_What is needed:_ Each line in the entries below that holds the string "NetworkConfig" is to be listed.

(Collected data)
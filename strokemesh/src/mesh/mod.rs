//! Mesh generation from points
//!
//! Two meshers are provided:
//!
//! - [`build_tube_mesh`] sweeps a polygonal tube along a polyline, for drawing
//!   strokes as solid geometry
//! - [`build_point_cloud_mesh`] places a small cube at every sample of a point
//!   cloud
//!
//! Both return `None` when there is nothing to draw, and otherwise produce a
//! [`Mesh`] tagged with a caller-provided material.  The material is never
//! interpreted; it's passed through so that the renderer knows how to shade
//! the result.
//!
//! Meshing is a pure function of its inputs: building twice from the same
//! points produces identical meshes, so renderers may diff successive meshes
//! and update GPU buffers in place.
use nalgebra::{Vector2, Vector3};

mod builder;
mod cloud;
mod output;
mod tube;

use builder::MeshBuilder;

pub use cloud::{CloudSettings, ThreadCount, build_point_cloud_mesh};
pub use tube::{NUMBER_OF_SIDES, TubeSettings, build_tube_mesh};

/// A single mesh vertex
#[derive(Copy, Clone, Debug, PartialEq)]
pub struct Vertex {
    /// Position in world units
    pub pos: Vector3<f32>,
    /// Unit-length normal
    pub normal: Vector3<f32>,
    /// Texture coordinate
    pub uv: Vector2<f32>,
}

/// An indexed 3D mesh with a single material
///
/// Triangles are wound counter-clockwise when seen from their front face.
#[derive(Clone, Debug, PartialEq)]
pub struct Mesh<M> {
    /// Vertex buffer
    pub vertices: Vec<Vertex>,
    /// Triangles, as indices into [`Mesh::vertices`]
    pub triangles: Vec<Vector3<usize>>,
    /// Material handle, passed through from the caller
    pub material: M,
}

impl<M> Mesh<M> {
    /// Returns a flat index buffer, three indices per triangle
    ///
    /// Indices are narrowed to `u32` for GPU upload.
    ///
    /// # Panics
    /// If any index is larger than `u32::MAX`
    pub fn indices(&self) -> Vec<u32> {
        self.triangles
            .iter()
            .flat_map(|t| t.iter())
            .map(|i| {
                assert!(*i <= u32::MAX as usize, "index {i} overflows u32");
                *i as u32
            })
            .collect()
    }

    /// Computes the (non-normalized) geometric normal of a triangle from its
    /// winding
    pub fn face_normal(&self, tri: &Vector3<usize>) -> Vector3<f32> {
        let a = self.vertices[tri.x].pos;
        let b = self.vertices[tri.y].pos;
        let c = self.vertices[tri.z].pos;
        (b - a).cross(&(c - a))
    }

    /// Replaces the material, keeping the geometry
    pub fn with_material<N>(self, material: N) -> Mesh<N> {
        Mesh {
            vertices: self.vertices,
            triangles: self.triangles,
            material,
        }
    }
}

#[cfg(test)]
mod test {
    use super::*;

    /// Checks that every triangle faces the same way as its vertex normals
    pub(crate) fn check_winding<M>(mesh: &Mesh<M>) {
        for (i, t) in mesh.triangles.iter().enumerate() {
            let n = mesh.face_normal(t);
            assert!(n.norm() > 0.0, "triangle {i} is degenerate");
            for v in t.iter() {
                let normal = mesh.vertices[*v].normal;
                assert!(
                    n.dot(&normal) > 0.0,
                    "triangle {i} ({t:?}) faces {n:?}, \
                     but vertex {v} has normal {normal:?}"
                );
            }
        }
    }

    fn triangle() -> Mesh<()> {
        let v = |x: f32, y: f32| Vertex {
            pos: Vector3::new(x, y, 0.0),
            normal: Vector3::z(),
            uv: Vector2::new(x, y),
        };
        Mesh {
            vertices: vec![v(0.0, 0.0), v(1.0, 0.0), v(0.0, 1.0)],
            triangles: vec![Vector3::new(0, 1, 2)],
            material: (),
        }
    }

    #[test]
    fn flat_indices() {
        let mut mesh = triangle();
        mesh.triangles.push(Vector3::new(2, 1, 0));
        assert_eq!(mesh.indices(), vec![0, 1, 2, 2, 1, 0]);
    }

    #[cfg(target_pointer_width = "64")]
    #[test]
    #[should_panic(expected = "overflows u32")]
    fn oversized_index() {
        let mut mesh = triangle();
        mesh.triangles.push(Vector3::new(0, 1, u32::MAX as usize + 1));
        mesh.indices();
    }

    #[test]
    fn face_normal_follows_winding() {
        let mesh = triangle();
        assert_eq!(mesh.face_normal(&mesh.triangles[0]), Vector3::z());
        check_winding(&mesh);
    }

    #[test]
    fn swap_material() {
        let mesh = triangle().with_material("red");
        assert_eq!(mesh.material, "red");
        assert_eq!(mesh.vertices.len(), 3);
    }
}
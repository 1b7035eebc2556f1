//! Strokemesh is a library for turning streams of 3D points into renderable
//! triangle meshes.
//!
//! It is built for interactive drawing: a user drags a cursor (or a tracked
//! device) through space, the points arrive one at a time, and every frame the
//! stroke is rebuilt as solid geometry that a renderer uploads to the GPU.
//!
//! The library has three parts:
//!
//! - A [`LineSimplifier`](crate::simplify::LineSimplifier), which rejects
//!   jittery near-duplicate samples and compresses the tail of the stroke with
//!   the Ramer–Douglas–Peucker algorithm
//! - A tube mesher ([`mesh::build_tube_mesh`]), which extrudes a polygonal
//!   tube around the polyline with end caps, normals, and UV coordinates
//! - A point cloud mesher ([`mesh::build_point_cloud_mesh`]), which draws one
//!   small cube per sample of a `(x, y, z, confidence)` buffer
//!
//! # Drawing a stroke
//! Points are streamed into the simplifier, then meshed:
//! ```
//! use strokemesh::{mesh::build_tube_mesh, simplify::LineSimplifier};
//! use nalgebra::Vector3;
//!
//! let mut line = LineSimplifier::new();
//! for i in 0..20 {
//!     let t = i as f32 * 0.01;
//!     line.append(Vector3::new(t, t.sin(), 0.0));
//! }
//! let mesh = build_tube_mesh(0.005, line.points(), "chalk").unwrap();
//! assert_eq!(mesh.material, "chalk");
//! assert!(!mesh.triangles.is_empty());
//! ```
//!
//! [`Stroke`](crate::stroke::Stroke) bundles the two steps, along with the
//! tube settings and material.
//!
//! A stroke with fewer than two points has no mesh; this is normal on the
//! first frame of a new stroke, and is reported as `None` rather than an
//! error:
//! ```
//! use strokemesh::mesh::build_tube_mesh;
//! use nalgebra::Vector3;
//!
//! assert!(build_tube_mesh(0.005, &[Vector3::zeros()], ()).is_none());
//! ```
//!
//! # Point clouds
//! ```
//! use strokemesh::mesh::build_point_cloud_mesh;
//!
//! let buffer = [0.0, 0.0, 0.0, 0.9, 1.0, 0.0, 0.0, 0.4];
//! let mesh = build_point_cloud_mesh(&buffer, ()).unwrap();
//! assert_eq!(mesh.vertices.len(), 48);
//! ```
//!
//! # Feature flags
#![doc = document_features::document_features!()]
#![warn(missing_docs)]

mod error;
pub use error::Error;

pub mod math;
pub mod mesh;
pub mod points;
pub mod simplify;
pub mod stroke;

/// A point in 3D space
pub type Point3 = nalgebra::Vector3<f32>;
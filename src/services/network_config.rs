use crate::{config::Config, models::network_config::NetworkConfig};

const ALCHEMY_MAINNET_URL: &str = "https://eth-mainnet.g.alchemy.com/v2/";

/// Ethereum mainnet configuration, the only network balances are served for.
pub fn get_network_config(config: &Config) -> NetworkConfig {
    let rpc_url = match &config.rpc_url_override {
        Some(url) => url.clone(),
        None => format!("{}{}", ALCHEMY_MAINNET_URL, config.alchemy_api_key),
    };

    NetworkConfig {
        chain_id: 1,
        name: "Ethereum Mainnet".to_string(),
        rpc_url,
        native_symbol: "ETH".to_string(),
    }
}
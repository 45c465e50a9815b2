use serde::{Deserialize, Serialize};

use super::token::FormattedBalance;

#[derive(Debug, Deserialize)]
pub struct BalanceQuery {
    pub address: String,
}

/// Native balance first, then tracked tokens in configured order.
#[derive(Debug, Clone, PartialEq, Eq, Serialize, Deserialize)]
pub struct BalanceResponse {
    pub tokens: Vec<FormattedBalance>,
    pub success: bool,
}

#[derive(Debug, Serialize, Deserialize)]
pub struct StatusResponse {
    pub status: String,
}
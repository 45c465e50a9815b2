use actix_web::web;

use crate::errors::CustomError;

mod handlers;

pub fn config(cfg: &mut web::ServiceConfig) {
    cfg.service(
        web::scope("/api")
            .app_data(web::QueryConfig::default().error_handler(|err, _req| {
                CustomError::ValidationError(err.to_string()).into()
            }))
            .service(handlers::get_status)
            .service(handlers::get_balance),
    );
}
use lazy_static::lazy_static;
use regex::Regex;

use crate::errors::CustomError;

const ADDRESS_REGEX: &str = r"^(0x)?[0-9a-fA-F]{40}$";

lazy_static! {
    static ref ADDRESS_RE: Regex = Regex::new(ADDRESS_REGEX).unwrap();
}

/// Casing is left untouched; mixed-case addresses are accepted as-is.
pub fn is_valid_address(address: &str) -> bool {
    ADDRESS_RE.is_match(address)
}

pub fn validate_address(address: &str) -> Result<(), CustomError> {
    if is_valid_address(address) {
        Ok(())
    } else {
        Err(CustomError::InvalidAddressError(address.to_string()))
    }
}
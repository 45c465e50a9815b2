use log::{debug, error, info};
use std::sync::Arc;

use crate::{
    errors::CustomError,
    models::{
        address::validate_address,
        balance::BalanceResponse,
        token::{FormattedBalance, TokenDescriptor},
    },
};

use super::{
    balance_cache::{BalanceCache, CacheEntry},
    blockchain_service::{raw_token_amount, BalanceProvider},
    format::format_balance,
    token_config::find_symbol,
};

/// Aggregates the native and tracked token balances of an address.
#[derive(Clone)]
pub struct BalanceService {
    provider: Arc<dyn BalanceProvider>,
    cache: BalanceCache,
    native_symbol: String,
    tokens: &'static [TokenDescriptor],
}

impl BalanceService {
    pub fn new(
        provider: Arc<dyn BalanceProvider>,
        cache: BalanceCache,
        native_symbol: String,
        tokens: &'static [TokenDescriptor],
    ) -> Self {
        Self {
            provider,
            cache,
            native_symbol,
            tokens,
        }
    }

    #[cfg(test)]
    pub fn cache(&self) -> &BalanceCache {
        &self.cache
    }

    pub async fn get_balances(&self, address: &str) -> Result<BalanceResponse, CustomError> {
        validate_address(address)?;

        if let Some(entry) = self.cache.get(address) {
            debug!("Returning cached balances for {}", address);
            return Ok(entry.data);
        }

        info!("Fetching balances for {}", address);
        let token_addresses: Vec<String> = self
            .tokens
            .iter()
            .map(|token| token.contract_address.to_string())
            .collect();

        let (native_balance, token_balances) = tokio::try_join!(
            self.provider.get_native_balance(address),
            self.provider.get_token_balances(address, &token_addresses),
        )
        .map_err(|e| {
            error!("Balance lookup for {} failed: {}", address, e);
            e
        })?;

        if token_balances.len() != self.tokens.len() {
            error!(
                "Expected {} token balances for {}, provider returned {}",
                self.tokens.len(),
                address,
                token_balances.len()
            );
            return Err(CustomError::StringifiedProviderError(format!(
                "Expected {} token balances, got {}",
                self.tokens.len(),
                token_balances.len()
            )));
        }

        let mut tokens = Vec::with_capacity(self.tokens.len() + 1);
        tokens.push(FormattedBalance {
            symbol: self.native_symbol.clone(),
            balance: format_balance(native_balance),
        });

        for entry in &token_balances {
            // Every token is formatted with 18 decimals, whatever the contract declares.
            let amount = raw_token_amount(entry)?;
            tokens.push(FormattedBalance {
                symbol: find_symbol(self.tokens, &entry.contract_address).to_string(),
                balance: format_balance(amount),
            });
        }

        let response = BalanceResponse {
            tokens,
            success: true,
        };

        self.cache.set(address, CacheEntry::new(response.clone()));
        debug!("Cached balances for {} ({} entries)", address, self.cache.len());
        Ok(response)
    }
}
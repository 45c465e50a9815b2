use actix_web::{get, web, HttpResponse};
use log::info;

use crate::{
    errors::CustomError,
    models::balance::{BalanceQuery, StatusResponse},
    services::balance_service::BalanceService,
};

#[get("/status")]
async fn get_status() -> HttpResponse {
    HttpResponse::Ok().json(StatusResponse {
        status: "API server up and running".to_string(),
    })
}

#[get("/balance")]
async fn get_balance(
    query: web::Query<BalanceQuery>,
    balance_service: web::Data<BalanceService>,
) -> Result<HttpResponse, CustomError> {
    info!("Balance requested for {}", query.address);
    let balances = balance_service.get_balances(&query.address).await?;
    Ok(HttpResponse::Ok().json(balances))
}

_Exercise solution:_
use crate::{config::Config, models::network_config::NetworkConfig};
pub fn get_network_config(config: &Config) -> NetworkConfig {
    NetworkConfig {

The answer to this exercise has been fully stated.